The Cost of Free Land: Jews, Lakota, and an American Inheritance

By: Rebecca Clarren

Libby audiobook 9 hours

Read by: the author

Published: 2023

Genre: non-fiction, history

 

This was recommended to me by a dear friend. It is an incredibly well researched and well written book. I'm so glad it was read by the author! What an experience to listen to this. Challenging in a lot of ways, but so worthwhile.

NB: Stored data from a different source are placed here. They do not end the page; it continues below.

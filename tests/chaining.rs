//! End-to-end chaining scenarios across every assertion kind.

use attest::matchers::{none_of, not_equal};
use attest::{assert_that, capture_error, impl_record, tuple, within, SoftAssertions};
use std::panic::{catch_unwind, AssertUnwindSafe};

#[derive(Debug, Clone, PartialEq)]
struct User {
    name: String,
    age: u32,
}

impl_record!(User { name, age });

fn user(name: &str, age: u32) -> User {
    User {
        name: name.to_string(),
        age,
    }
}

fn user_list() -> Vec<User> {
    vec![user("admin", 30), user("user0", 10), user("user1", 20)]
}

#[derive(Debug, thiserror::Error)]
#[error("cannot divide by zero")]
struct ArithmeticError;

#[test]
fn chaining_string_subject() {
    assert_that("Hello, World! Nice to meet you.")
        .is_not_empty()
        .contains("Nice")
        .contains("World")
        .does_not_contain("Give Up")
        .starts_with("Hello")
        .ends_with("you.")
        .is_equal_to("Hello, World! Nice to meet you.");
}

#[test]
fn chaining_number_subject() {
    assert_that(3.14_f64)
        .is_positive()
        .is_greater_than(3.0)
        .is_less_than(4.0)
        .is_close_to(3.0, within(1.0))
        .is_close_to(3.1, within(0.1))
        .is_close_to(3.14, within(3.14))
        .is_equal_to(3.14);
}

#[test]
fn labeled_failure_carries_the_label() {
    let hans = user("Hans", 33);

    let result = catch_unwind(AssertUnwindSafe(|| {
        assert_that(hans.age)
            .described_as(format!("check1 {}'s age", hans.name))
            .is_equal_to(100);
    }));

    let message = *result.unwrap_err().downcast::<String>().unwrap();
    assert!(message.contains("[check1 Hans's age]"));
    assert!(message.contains("expected: 100"));
    assert!(message.contains("actual: 33"));
}

#[test]
fn filtering_with_a_predicate() {
    assert_that(user_list())
        .filtered_on(|u| u.name.contains("admin"))
        .contains(&[user("admin", 30)]);
}

#[test]
fn filtering_on_a_field() {
    assert_that(user_list())
        .filtered_on_field("age", not_equal(30))
        .contains_only(&[user("user0", 10), user("user1", 20)]);

    // notIn-style matcher: exclude a set of values
    assert_that(user_list())
        .filtered_on_field("age", none_of([30]))
        .contains_only(&[user("user0", 10), user("user1", 20)]);
}

#[test]
fn extracting_a_property() {
    assert_that(user_list())
        .extracting(&["name"])
        .contains(&[tuple!("admin"), tuple!("user0"), tuple!("user1")]);
}

#[test]
fn extracting_several_properties_as_tuples() {
    assert_that(user_list())
        .extracting(&["name", "age"])
        .contains(&[
            tuple!("admin", 30),
            tuple!("user0", 10),
            tuple!("user1", 20),
        ])
        .contains_exactly(&[
            tuple!("admin", 30),
            tuple!("user0", 10),
            tuple!("user1", 20),
        ]);
}

#[test]
fn soft_assertions_run_everything_before_reporting() {
    let (num, num2) = (10_i32, 20_i32);
    let text = "abc";

    let softly = SoftAssertions::new();
    softly.assert_that(num).described_as("first").is_less_than(20);
    softly.assert_that(num2).described_as("second").is_less_than(5);
    softly.assert_that(text).described_as("third").contains("a");

    // All three ran; only the second recorded a failure.
    assert_eq!(softly.failure_count(), 1);
    assert_eq!(softly.failures()[0].label.as_deref(), Some("second"));

    let result = catch_unwind(AssertUnwindSafe(|| softly.assert_all()));
    let message = *result.unwrap_err().downcast::<String>().unwrap();
    assert!(message.contains("1 soft assertion(s) failed"));
    assert!(message.contains("[second] is less than 5"));

    // Finalizing an already-drained session is a no-op.
    softly.assert_all();
}

#[test]
fn capturing_a_raised_error() {
    let outcome = capture_error(|| -> Result<i32, ArithmeticError> { Err(ArithmeticError) });

    assert_that(outcome)
        .is_instance_of::<ArithmeticError>()
        .has_message("cannot divide by zero")
        .with_no_cause();
}

#[test]
fn capturing_a_standard_library_error() {
    let input = "abc";
    let outcome = capture_error(|| input[..input.len()].parse::<i32>());

    assert_that(outcome)
        .is_instance_of::<std::num::ParseIntError>()
        .has_message_containing("invalid digit");
}

#[test]
fn formatted_message_expectations() {
    let outcome = capture_error(|| -> Result<(), ArithmeticError> { Err(ArithmeticError) });

    assert_that(outcome)
        .has_message(format!("cannot divide by {}", "zero"))
        .has_message_containing("di")
        .with_no_cause();
}

#[test]
#[should_panic(expected = "no error was raised")]
fn asserting_on_an_empty_capture_fails() {
    let outcome = capture_error(|| -> Result<i32, ArithmeticError> { Ok(42) });
    assert_that(outcome).is_instance_of::<ArithmeticError>();
}

#[test]
fn bdd_style_capture_then_assert() {
    // given
    let boom = || -> Result<(), Box<dyn std::error::Error>> { Err("boom!".into()) };

    // when
    let thrown = capture_error(boom);

    // then
    assert_that(thrown).has_message_containing("boom");
}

This summary (author unknown) is wonderful. I copied it from Birchbark Books because I thought that was a good option (and it's a wonderful store in the Twin Cities):

Growing up, Rebecca Clarren only knew the major plot points of her tenacious immigrant family’s origins. Her great-great-grandparents, the Sinykins, and their six children fled antisemitism in Russia and arrived in the United States at the turn of the 20th century, ultimately settling on a 160-acre homestead in South Dakota. Over the next few decades, despite tough years on a merciless prairie and multiple setbacks, the Sinykins became an American immigrant success story.

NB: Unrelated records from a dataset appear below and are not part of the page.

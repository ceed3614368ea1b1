// src/i18n/persistence.rs - persisted language preference
use crate::core::error::{AppError, Result};
use async_trait::async_trait;
use std::path::PathBuf;
use std::sync::atomic::{AtomicUsize, Ordering};
use std::sync::{Arc, Mutex};
use toml_edit::{value, DocumentMut, Item, Table};

/// A single stored language code that survives restarts.
#[async_trait]
pub trait PreferenceStore: Send + Sync {
    async fn load(&self) -> Result<Option<String>>;
    async fn save(&self, code: &str) -> Result<()>;
}

/// Process-local preference. Clones share the same value.
#[derive(Debug, Clone, Default)]
pub struct MemoryPreferenceStore {
    value: Arc<Mutex<Option<String>>>,
    writes: Arc<AtomicUsize>,
}

impl MemoryPreferenceStore {
    pub fn new() -> Self {
        Self::default()
    }

    pub fn with_value(code: &str) -> Self {
        let store = Self::default();
        store.set(Some(code.to_string()));
        store
    }

    pub fn get(&self) -> Option<String> {
        match self.value.lock() {
            Ok(guard) => guard.clone(),
            Err(poisoned) => poisoned.into_inner().clone(),
        }
    }

    fn set(&self, code: Option<String>) {
        let mut guard = match self.value.lock() {
            Ok(guard) => guard,
            Err(poisoned) => {
                log::error!("Preference mutex poisoned, recovering...");
                poisoned.into_inner()
            }
        };
        *guard = code;
    }

    pub fn write_count(&self) -> usize {
        self.writes.load(Ordering::SeqCst)
    }
}

#[async_trait]
impl PreferenceStore for MemoryPreferenceStore {
    async fn load(&self) -> Result<Option<String>> {
        Ok(self.get())
    }

    async fn save(&self, code: &str) -> Result<()> {
        self.set(Some(code.to_string()));
        self.writes.fetch_add(1, Ordering::SeqCst);
        Ok(())
    }
}

/// `[preferences].<key> = "<code>"` inside a TOML file. Other content and
/// comments in the file are preserved on save.
#[derive(Debug, Clone)]
pub struct TomlPreferenceStore {
    path: PathBuf,
    key: String,
}

const SECTION: &str = "preferences";

impl TomlPreferenceStore {
    pub fn new(path: impl Into<PathBuf>, key: impl Into<String>) -> Self {
        Self {
            path: path.into(),
            key: key.into(),
        }
    }

    pub fn path(&self) -> &PathBuf {
        &self.path
    }

    async fn read_document(&self) -> Result<Option<DocumentMut>> {
        match tokio::fs::read_to_string(&self.path).await {
            Ok(content) => Ok(Some(content.parse::<DocumentMut>()?)),
            Err(e) if e.kind() == std::io::ErrorKind::NotFound => Ok(None),
            Err(e) => Err(AppError::Io(e)),
        }
    }
}

#[async_trait]
impl PreferenceStore for TomlPreferenceStore {
    async fn load(&self) -> Result<Option<String>> {
        let Some(doc) = self.read_document().await? else {
            return Ok(None);
        };
        Ok(doc
            .get(SECTION)
            .and_then(|section| section.get(self.key.as_str()))
            .and_then(|item| item.as_str())
            .map(|code| code.trim().to_string())
            .filter(|code| !code.is_empty()))
    }

    async fn save(&self, code: &str) -> Result<()> {
        let rendered = {
            let mut doc = self.read_document().await?.unwrap_or_default();
            if !doc.get(SECTION).is_some_and(Item::is_table_like) {
                doc.insert(SECTION, Item::Table(Table::new()));
            }
            doc[SECTION][self.key.as_str()] = value(code);
            doc.to_string()
        };

        if let Some(parent) = self.path.parent().filter(|p| !p.as_os_str().is_empty()) {
            tokio::fs::create_dir_all(parent).await?;
        }
        tokio::fs::write(&self.path, rendered).await?;

        log::debug!(
            "Language '{}' saved to {}",
            code.to_uppercase(),
            self.path.display()
        );
        Ok(())
    }
}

What none of Clarren’s ancestors ever mentioned was that their land, the foundation for much of their wealth, had been cruelly taken from the Lakota by the United States government. By the time the Sinykins moved to South Dakota, America had broken hundreds of treaties with hundreds of Indigenous nations across the continent, and the land that had once been reserved for the seven bands of the Lakota had been diminished, splintered, and handed for free, or practically free, to white settlers. In The Cost of Free Land, Clarren melds investigative reporting with personal family history to reveal the intertwined stories of her family and the Lakota, and the devastating cycle of loss of Indigenous land, culture, and resources that continues today.

 

Since I was listening instead of reading text, I have fewer notes. Here are some of my observations and take-aways:

  •  The slaughter of buffalo with the goal of eradicating Indians (there are source writings that point to this "solution" to the "Indian problem") is even more horrific than killing the buffalo for sport!
  • The lies and "promises made, promises broken" strategy of dealing with Native Americans is simply evil. Labeling them "savage" or in need of "culture" is so ignorant and twisted.
  • I didn't really understand the Treaty of Fort Laramie (signed in 1868) and the link I've provided uses pretty mild language. The fact that we "gave" indigenous peoples "rights" to their own land . . . and then tried to take it back to find gold (and later, oil) is just another example of evil, greedy, selfish treatment. Ugh!
  • Why did our government use coercion and outright fraud to steal from people? And reneg on promises and treaties? And then continue to steal and subjugate? Why do we continue to rationalize decisions which were clearly self-serving.
  • I will need to wait a while, but I think I need to read Bury My Heart at Wounded Knee . . . It's kind of painful to read these books, so I'll put that on a "later" list.
  • Frank L. Baum . . . yuk. I used to think more highly of him. He was definitely part of the problem rather than a solution.
  • The continuous use by white historians of the term "battle" for what was definitely a "massacre" by U.S. Soldiers of Indian encampments . . . words have power.
  • One of the most interesting parts of her book is how she describes the treatment of her Jewish ancestors escaping ill treatment in Europe and their benefiting by "free land" in South Dakota. Hence the title of the book - there was a very high cost to this land!
  • She says that Hitler was inspired by the U.S. government's treatment of American Indians and his concentration camps were modeled on Indian reservations. I think Hitler had his own level of evil going on, but for him to be inspired by some of our country's worst policies toward our neighbors is so sad.
  • Forced lease, 1923 anthrax, cattle vs. buffalo, . . . this book is both interesting and informative. Clarren has done an amazing job and gave me lots of food for thought.
  • I loved the epilogue and the ways we can all think about restitution and reparation. I may read this again in a few years (in print) and will definitely recommend it to others.